WHAT IS BEING ASKED
Check each line of the entries. Copy the ones that contain the string "most".

DATA RECORDS
++++++

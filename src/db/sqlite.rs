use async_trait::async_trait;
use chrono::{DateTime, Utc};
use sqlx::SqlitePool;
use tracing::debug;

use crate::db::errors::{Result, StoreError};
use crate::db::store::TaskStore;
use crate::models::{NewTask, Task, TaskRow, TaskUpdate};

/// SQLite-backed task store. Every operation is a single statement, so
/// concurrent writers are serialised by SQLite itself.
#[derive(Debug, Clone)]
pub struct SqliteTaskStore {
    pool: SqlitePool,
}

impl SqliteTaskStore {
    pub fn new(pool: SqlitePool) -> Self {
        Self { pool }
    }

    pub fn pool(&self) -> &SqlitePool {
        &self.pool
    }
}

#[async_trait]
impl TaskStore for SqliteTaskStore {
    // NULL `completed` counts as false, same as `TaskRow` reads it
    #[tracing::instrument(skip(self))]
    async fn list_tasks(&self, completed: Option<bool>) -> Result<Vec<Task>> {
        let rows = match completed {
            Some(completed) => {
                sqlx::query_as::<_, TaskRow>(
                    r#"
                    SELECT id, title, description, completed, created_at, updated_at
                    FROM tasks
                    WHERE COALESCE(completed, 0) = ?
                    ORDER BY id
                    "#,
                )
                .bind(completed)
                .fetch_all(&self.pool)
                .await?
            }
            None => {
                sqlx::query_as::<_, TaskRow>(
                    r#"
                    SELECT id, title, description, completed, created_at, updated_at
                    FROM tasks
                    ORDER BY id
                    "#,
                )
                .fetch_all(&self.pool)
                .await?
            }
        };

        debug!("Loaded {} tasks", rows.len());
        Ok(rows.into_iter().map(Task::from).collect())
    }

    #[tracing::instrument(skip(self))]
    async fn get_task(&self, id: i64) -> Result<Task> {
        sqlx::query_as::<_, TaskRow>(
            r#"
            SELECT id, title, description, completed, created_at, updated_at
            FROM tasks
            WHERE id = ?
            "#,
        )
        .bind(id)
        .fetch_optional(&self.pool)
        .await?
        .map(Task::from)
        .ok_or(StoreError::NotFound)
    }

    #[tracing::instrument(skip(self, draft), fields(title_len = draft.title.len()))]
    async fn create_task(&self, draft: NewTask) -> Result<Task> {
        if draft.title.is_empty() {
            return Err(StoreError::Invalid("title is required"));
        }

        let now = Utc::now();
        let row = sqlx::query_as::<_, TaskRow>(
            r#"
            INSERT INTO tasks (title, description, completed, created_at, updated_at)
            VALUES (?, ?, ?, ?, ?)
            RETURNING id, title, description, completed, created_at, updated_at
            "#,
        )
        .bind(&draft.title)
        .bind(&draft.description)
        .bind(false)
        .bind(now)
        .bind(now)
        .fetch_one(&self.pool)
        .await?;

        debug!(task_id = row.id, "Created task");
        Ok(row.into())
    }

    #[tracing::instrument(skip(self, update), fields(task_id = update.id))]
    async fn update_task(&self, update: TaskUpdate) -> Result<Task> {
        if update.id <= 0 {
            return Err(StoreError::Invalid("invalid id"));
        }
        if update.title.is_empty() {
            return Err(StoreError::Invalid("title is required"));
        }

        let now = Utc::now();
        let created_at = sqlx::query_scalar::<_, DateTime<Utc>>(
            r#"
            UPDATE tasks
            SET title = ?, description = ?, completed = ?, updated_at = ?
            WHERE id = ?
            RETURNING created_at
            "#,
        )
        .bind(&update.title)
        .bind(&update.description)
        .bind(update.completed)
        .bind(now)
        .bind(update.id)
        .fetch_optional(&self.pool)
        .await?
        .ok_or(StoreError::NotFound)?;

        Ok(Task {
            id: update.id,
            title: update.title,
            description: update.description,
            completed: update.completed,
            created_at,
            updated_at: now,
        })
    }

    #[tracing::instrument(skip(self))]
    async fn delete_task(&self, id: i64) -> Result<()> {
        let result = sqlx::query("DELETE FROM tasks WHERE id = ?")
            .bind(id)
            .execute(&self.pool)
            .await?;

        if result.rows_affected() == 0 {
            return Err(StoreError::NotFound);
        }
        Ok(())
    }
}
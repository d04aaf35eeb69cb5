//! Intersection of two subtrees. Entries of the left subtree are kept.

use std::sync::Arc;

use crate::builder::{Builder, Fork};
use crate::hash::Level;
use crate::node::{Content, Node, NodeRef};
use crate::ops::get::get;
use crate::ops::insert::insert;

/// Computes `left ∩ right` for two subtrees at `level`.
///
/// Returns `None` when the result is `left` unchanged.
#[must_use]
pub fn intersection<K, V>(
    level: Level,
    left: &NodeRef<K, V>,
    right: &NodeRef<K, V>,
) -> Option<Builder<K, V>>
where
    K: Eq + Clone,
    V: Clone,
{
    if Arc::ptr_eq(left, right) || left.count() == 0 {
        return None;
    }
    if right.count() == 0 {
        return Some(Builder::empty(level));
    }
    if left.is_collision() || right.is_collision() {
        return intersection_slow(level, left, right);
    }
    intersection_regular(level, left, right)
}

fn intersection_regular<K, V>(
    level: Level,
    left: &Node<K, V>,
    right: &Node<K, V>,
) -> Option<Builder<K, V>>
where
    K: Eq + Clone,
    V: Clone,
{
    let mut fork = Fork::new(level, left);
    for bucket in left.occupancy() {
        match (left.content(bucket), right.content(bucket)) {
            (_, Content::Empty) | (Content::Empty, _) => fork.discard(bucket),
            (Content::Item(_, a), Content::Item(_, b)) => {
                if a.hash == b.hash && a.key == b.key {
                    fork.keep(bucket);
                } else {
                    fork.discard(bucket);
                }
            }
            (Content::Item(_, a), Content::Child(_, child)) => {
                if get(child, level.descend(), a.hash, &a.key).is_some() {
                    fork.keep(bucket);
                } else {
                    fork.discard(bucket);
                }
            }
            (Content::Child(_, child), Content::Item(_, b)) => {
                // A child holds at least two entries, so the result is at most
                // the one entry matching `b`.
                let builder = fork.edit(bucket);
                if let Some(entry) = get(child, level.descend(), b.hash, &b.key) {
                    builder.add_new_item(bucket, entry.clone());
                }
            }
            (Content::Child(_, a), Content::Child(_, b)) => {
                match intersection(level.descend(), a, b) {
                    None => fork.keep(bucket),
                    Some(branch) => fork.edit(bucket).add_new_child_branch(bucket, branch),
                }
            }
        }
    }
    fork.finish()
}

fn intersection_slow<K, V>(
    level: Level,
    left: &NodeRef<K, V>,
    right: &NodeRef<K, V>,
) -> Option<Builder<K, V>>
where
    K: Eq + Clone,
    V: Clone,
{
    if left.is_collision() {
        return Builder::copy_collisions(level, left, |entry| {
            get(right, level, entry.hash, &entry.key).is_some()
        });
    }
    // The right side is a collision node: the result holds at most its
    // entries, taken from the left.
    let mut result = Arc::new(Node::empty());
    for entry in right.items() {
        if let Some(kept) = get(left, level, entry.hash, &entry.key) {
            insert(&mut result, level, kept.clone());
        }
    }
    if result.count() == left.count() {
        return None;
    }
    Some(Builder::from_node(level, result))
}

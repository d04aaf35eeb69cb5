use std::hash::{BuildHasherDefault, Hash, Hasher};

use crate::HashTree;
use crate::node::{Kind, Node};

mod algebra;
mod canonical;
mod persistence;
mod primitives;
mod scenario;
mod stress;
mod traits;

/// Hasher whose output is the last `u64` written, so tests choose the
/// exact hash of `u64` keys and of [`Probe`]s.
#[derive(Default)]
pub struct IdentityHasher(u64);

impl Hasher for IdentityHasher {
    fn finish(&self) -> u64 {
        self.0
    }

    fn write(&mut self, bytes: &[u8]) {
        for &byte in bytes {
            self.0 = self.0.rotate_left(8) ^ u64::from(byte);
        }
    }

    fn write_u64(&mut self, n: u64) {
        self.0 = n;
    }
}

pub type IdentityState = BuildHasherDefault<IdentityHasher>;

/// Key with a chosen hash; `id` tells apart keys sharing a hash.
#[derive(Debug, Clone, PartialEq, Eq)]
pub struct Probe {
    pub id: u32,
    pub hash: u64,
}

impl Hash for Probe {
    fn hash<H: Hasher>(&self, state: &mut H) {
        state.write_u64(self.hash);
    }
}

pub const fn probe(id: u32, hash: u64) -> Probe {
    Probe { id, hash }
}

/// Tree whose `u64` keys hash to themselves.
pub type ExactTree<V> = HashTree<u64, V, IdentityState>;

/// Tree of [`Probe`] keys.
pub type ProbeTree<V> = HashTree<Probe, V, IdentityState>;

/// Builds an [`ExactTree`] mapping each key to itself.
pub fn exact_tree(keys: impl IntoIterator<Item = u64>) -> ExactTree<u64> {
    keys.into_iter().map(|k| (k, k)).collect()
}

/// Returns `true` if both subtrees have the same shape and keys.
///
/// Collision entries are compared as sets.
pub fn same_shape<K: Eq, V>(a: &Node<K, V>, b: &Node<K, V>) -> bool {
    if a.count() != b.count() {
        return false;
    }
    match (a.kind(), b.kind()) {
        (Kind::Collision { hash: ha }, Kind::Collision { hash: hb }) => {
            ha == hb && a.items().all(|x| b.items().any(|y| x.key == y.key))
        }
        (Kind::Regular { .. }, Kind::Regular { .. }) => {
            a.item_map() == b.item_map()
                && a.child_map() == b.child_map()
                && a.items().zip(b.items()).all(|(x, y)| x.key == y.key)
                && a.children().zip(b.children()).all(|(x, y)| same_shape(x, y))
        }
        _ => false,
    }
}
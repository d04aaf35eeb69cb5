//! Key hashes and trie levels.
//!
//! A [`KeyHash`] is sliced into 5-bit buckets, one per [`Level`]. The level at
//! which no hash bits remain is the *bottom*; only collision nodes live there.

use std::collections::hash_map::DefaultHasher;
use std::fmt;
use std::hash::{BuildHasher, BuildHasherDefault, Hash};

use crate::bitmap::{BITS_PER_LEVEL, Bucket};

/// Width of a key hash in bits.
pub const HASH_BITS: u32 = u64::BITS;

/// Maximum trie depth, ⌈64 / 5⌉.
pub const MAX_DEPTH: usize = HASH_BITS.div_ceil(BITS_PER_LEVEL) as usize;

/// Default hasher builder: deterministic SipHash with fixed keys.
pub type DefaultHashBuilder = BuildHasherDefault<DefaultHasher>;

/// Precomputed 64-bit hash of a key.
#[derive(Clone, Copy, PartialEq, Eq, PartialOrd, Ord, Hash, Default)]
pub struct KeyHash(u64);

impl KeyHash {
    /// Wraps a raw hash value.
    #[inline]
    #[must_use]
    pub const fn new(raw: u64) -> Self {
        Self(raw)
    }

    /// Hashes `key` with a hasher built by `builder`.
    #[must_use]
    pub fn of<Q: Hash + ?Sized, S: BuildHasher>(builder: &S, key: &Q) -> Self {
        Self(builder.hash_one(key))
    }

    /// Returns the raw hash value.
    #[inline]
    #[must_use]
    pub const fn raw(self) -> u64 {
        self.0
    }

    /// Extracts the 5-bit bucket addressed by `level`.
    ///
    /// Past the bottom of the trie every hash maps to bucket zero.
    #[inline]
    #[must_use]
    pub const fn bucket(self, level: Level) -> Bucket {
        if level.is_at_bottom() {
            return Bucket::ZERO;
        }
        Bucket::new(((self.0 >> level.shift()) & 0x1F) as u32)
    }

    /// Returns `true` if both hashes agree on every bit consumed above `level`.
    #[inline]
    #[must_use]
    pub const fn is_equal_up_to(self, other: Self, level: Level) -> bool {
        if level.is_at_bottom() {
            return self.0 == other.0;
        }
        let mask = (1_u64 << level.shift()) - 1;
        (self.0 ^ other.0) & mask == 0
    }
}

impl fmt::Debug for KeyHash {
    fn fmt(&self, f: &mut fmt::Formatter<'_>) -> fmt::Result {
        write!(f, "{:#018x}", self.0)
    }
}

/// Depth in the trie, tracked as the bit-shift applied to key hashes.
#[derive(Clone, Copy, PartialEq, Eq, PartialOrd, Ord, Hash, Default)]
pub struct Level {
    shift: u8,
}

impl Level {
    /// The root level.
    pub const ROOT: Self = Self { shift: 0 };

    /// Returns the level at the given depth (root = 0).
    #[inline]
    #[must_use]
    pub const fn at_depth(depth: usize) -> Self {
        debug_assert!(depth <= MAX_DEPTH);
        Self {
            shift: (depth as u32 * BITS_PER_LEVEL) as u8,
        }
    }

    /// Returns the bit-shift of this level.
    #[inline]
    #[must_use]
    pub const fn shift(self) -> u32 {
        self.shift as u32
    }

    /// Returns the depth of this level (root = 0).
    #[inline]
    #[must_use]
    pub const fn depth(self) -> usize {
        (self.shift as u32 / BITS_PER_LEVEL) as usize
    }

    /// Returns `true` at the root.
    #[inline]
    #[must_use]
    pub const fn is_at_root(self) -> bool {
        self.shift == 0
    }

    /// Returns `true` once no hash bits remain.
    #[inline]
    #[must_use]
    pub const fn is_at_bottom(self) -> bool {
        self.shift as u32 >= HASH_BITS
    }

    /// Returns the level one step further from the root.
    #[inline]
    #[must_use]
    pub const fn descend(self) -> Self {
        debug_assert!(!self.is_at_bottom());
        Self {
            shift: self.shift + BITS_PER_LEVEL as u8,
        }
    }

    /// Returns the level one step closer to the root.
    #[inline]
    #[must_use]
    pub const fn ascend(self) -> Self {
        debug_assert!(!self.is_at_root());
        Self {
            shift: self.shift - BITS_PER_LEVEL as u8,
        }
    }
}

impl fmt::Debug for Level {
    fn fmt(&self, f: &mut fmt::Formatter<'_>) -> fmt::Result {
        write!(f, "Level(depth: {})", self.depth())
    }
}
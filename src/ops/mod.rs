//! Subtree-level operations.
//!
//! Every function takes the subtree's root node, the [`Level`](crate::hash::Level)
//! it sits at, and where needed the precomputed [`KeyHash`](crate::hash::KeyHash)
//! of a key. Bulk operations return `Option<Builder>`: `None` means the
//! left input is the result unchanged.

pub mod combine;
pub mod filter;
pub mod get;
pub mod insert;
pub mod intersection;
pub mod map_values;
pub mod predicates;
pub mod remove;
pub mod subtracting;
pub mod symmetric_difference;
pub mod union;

++++++

ANSWER
                // A child holds at least two entries, so the result is at most
    // The right side is a collision node: the result holds at most its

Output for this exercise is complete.